WHAT IS NEEDED - When the string "RemovableStorageAccess" occurs in a line of the records, show that line.
RECORD EXTRACTS Block Start
//! HTTP helpers for Lambda functions.

use lambda_http::{Body, Response};
use serde::de::DeserializeOwned;
use serde::Serialize;

use crate::{Error, Result};

const ALLOW_ORIGIN: &str = "*";
const ALLOW_METHODS: &str = "GET, POST, PUT, DELETE, OPTIONS";
const ALLOW_HEADERS: &str = "Content-Type";

/// Standard API response envelope.
#[derive(Debug, Serialize)]
pub struct ApiResponse<T> {
    pub success: bool,
    #[serde(skip_serializing_if = "Option::is_none")]
    pub message: Option<String>,
    #[serde(skip_serializing_if = "Option::is_none")]
    pub data: Option<T>,
    #[serde(skip_serializing_if = "Option::is_none")]
    pub error: Option<String>,
    #[serde(skip_serializing_if = "Option::is_none")]
    pub code: Option<String>,
    #[serde(skip_serializing_if = "Option::is_none")]
    pub missing: Option<Vec<String>>,
}

impl<T> ApiResponse<T> {
    pub fn success(message: impl Into<String>, data: T) -> Self {
        Self {
            success: true,
            message: Some(message.into()),
            data: Some(data),
            error: None,
            code: None,
            missing: None,
        }
    }
}

impl ApiResponse<()> {
    pub fn error(message: impl Into<String>) -> Self {
        Self {
            success: false,
            message: None,
            data: None,
            error: Some(message.into()),
            code: None,
            missing: None,
        }
    }

    /// Envelope describing a failed operation.
    pub fn from_error(err: &Error) -> Self {
        let mut response = Self::error(err.to_string());
        response.code = err.code().map(String::from);
        if let Error::Config { missing } = err {
            response.error = Some("Missing environment variables".to_string());
            response.missing = Some(missing.clone());
        }
        response
    }
}

/// Create a JSON response with the given status code and data.
pub fn json_response<T: Serialize>(
    status: u16,
    data: &T,
) -> std::result::Result<Response<Body>, lambda_http::Error> {
    let response = Response::builder()
        .status(status)
        .header("content-type", "application/json")
        .header("access-control-allow-origin", ALLOW_ORIGIN)
        .header("access-control-allow-methods", ALLOW_METHODS)
        .header("access-control-allow-headers", ALLOW_HEADERS)
        .body(Body::from(serde_json::to_string(data)?))
        .map_err(Box::new)?;

    Ok(response)
}

/// Create an error response for the given error.
pub fn error_response(err: &Error) -> std::result::Result<Response<Body>, lambda_http::Error> {
    json_response(err.status_code(), &ApiResponse::from_error(err))
}

/// Empty 200 answer to a CORS preflight.
pub fn preflight_response() -> std::result::Result<Response<Body>, lambda_http::Error> {
    let response = Response::builder()
        .status(200)
        .header("access-control-allow-origin", ALLOW_ORIGIN)
        .header("access-control-allow-methods", ALLOW_METHODS)
        .header("access-control-allow-headers", ALLOW_HEADERS)
        .body(Body::Empty)
        .map_err(Box::new)?;

    Ok(response)
}

/// Parse a request body as JSON, treating an empty body as `{}`.
pub fn parse_json_body<T: DeserializeOwned>(body: &[u8]) -> Result<T> {
    let body = if body.iter().all(u8::is_ascii_whitespace) {
        b"{}".as_slice()
    } else {
        body
    };

    serde_json::from_slice(body)
        .map_err(|e| Error::Validation(format!("Invalid request body: {}", e)))
}
//! Notion proxy for the Bench Tracker repair app.
//!
//! Records and mappers live in [`models`], the Notion-facing work in
//! [`operations`], and [`dispatch`] routes HTTP requests to them. The Lambda
//! binaries in `src/bin` are thin wrappers around [`dispatch::respond`] and
//! [`dispatch::respond_inbox`].

pub mod dispatch;
pub mod models;
pub mod operations;
pub mod reconcile;

#[cfg(test)]
mod testing;
use std::collections::BTreeSet;
use std::path::{Path, PathBuf};

use serde::Serialize;
use tracing::debug;

use crate::config::Config;

/// How files under a path may be created or deleted.
#[derive(Debug, Clone, Copy, PartialEq, Eq, Serialize)]
#[serde(rename_all = "lowercase")]
pub enum AccessMode {
    Direct,
    Brokered,
}

/// Decides whether a path is writable directly or only through the broker.
pub trait AccessPolicy: Send + Sync {
    fn access_mode(&self, path: &Path) -> AccessMode;
}

impl<F> AccessPolicy for F
where
    F: Fn(&Path) -> AccessMode + Send + Sync,
{
    fn access_mode(&self, path: &Path) -> AccessMode {
        self(path)
    }
}

/// Anything under a removable volume (or a configured brokered root) needs the
/// broker; everything else is written directly.
#[derive(Debug, Clone, Default)]
pub struct RemovableStorageAccess {
    brokered_roots: Vec<PathBuf>,
}

impl RemovableStorageAccess {
    pub fn new(brokered_roots: impl IntoIterator<Item = PathBuf>) -> Self {
        Self {
            brokered_roots: brokered_roots.into_iter().collect(),
        }
    }

    pub fn from_config(config: &Config) -> Self {
        let mut roots: Vec<PathBuf> = config.brokered_roots.iter().map(PathBuf::from).collect();
        if config.detect_removable_storage {
            roots.extend(detect_removable_volumes());
        }
        Self::new(roots)
    }
}

impl AccessPolicy for RemovableStorageAccess {
    fn access_mode(&self, path: &Path) -> AccessMode {
        if self.brokered_roots.iter().any(|root| path.starts_with(root)) {
            AccessMode::Brokered
        } else {
            AccessMode::Direct
        }
    }
}

/// Source of the storage roots a refresh walks.
pub trait StorageLocator: Send + Sync {
    fn storage_roots(&self) -> Vec<PathBuf>;
}

/// Configured roots plus any mounted camera volume.
#[derive(Debug, Clone)]
pub struct SystemStorage {
    configured: Vec<PathBuf>,
    detect_removable: bool,
}

impl SystemStorage {
    pub fn from_config(config: &Config) -> Self {
        Self {
            configured: config.storage_roots.iter().map(PathBuf::from).collect(),
            detect_removable: config.detect_removable_storage,
        }
    }
}

impl StorageLocator for SystemStorage {
    fn storage_roots(&self) -> Vec<PathBuf> {
        let mut roots: BTreeSet<PathBuf> = self.configured.iter().cloned().collect();
        if self.detect_removable {
            roots.extend(detect_removable_volumes());
        }
        roots.into_iter().collect()
    }
}

/// Fixed list of roots, for callers that already know where to look.
#[derive(Debug, Clone, Default)]
pub struct StaticStorage(pub Vec<PathBuf>);

impl StorageLocator for StaticStorage {
    fn storage_roots(&self) -> Vec<PathBuf> {
        self.0.clone()
    }
}

fn has_dcim(volume: &Path) -> bool {
    volume.join("DCIM").is_dir()
}

/// Mounted volumes carrying a DCIM folder (camera cards, phones in storage mode).
pub fn detect_removable_volumes() -> Vec<PathBuf> {
    let mut volumes = Vec::new();

    #[cfg(target_os = "windows")]
    {
        for drive_letter in b'A'..=b'Z' {
            let drive = PathBuf::from(format!("{}:\\", drive_letter as char));
            if has_dcim(&drive) {
                volumes.push(drive);
            }
        }
    }

    #[cfg(target_os = "macos")]
    {
        volumes.extend(volumes_with_dcim(Path::new("/Volumes")));
    }

    #[cfg(target_os = "android")]
    {
        // Anything under /storage other than the emulated internal card
        volumes.extend(
            children(Path::new("/storage"))
                .into_iter()
                .filter(|p| !matches!(p.file_name().and_then(|n| n.to_str()), Some("emulated" | "self"))),
        );
    }

    #[cfg(all(target_os = "linux", not(target_os = "android")))]
    {
        // /media/<user>/<volume> and /mnt/<volume>
        for user_dir in children(Path::new("/media")) {
            volumes.extend(volumes_with_dcim(&user_dir));
        }
        volumes.extend(volumes_with_dcim(Path::new("/mnt")));
    }

    debug!("Detected {} removable volume(s)", volumes.len());
    volumes
}

#[allow(dead_code)]
fn children(base: &Path) -> Vec<PathBuf> {
    match std::fs::read_dir(base) {
        Ok(entries) => entries
            .filter_map(|e| e.ok())
            .map(|e| e.path())
            .filter(|p| p.is_dir())
            .collect(),
        Err(_) => Vec::new(),
    }
}

#[allow(dead_code)]
fn volumes_with_dcim(base: &Path) -> Vec<PathBuf> {
    children(base).into_iter().filter(|p| has_dcim(p)).collect()
}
RECORD EXTRACTS Block End
RESULT FOR THIS TASK -
pub struct RemovableStorageAccess {
impl RemovableStorageAccess {
impl AccessPolicy for RemovableStorageAccess {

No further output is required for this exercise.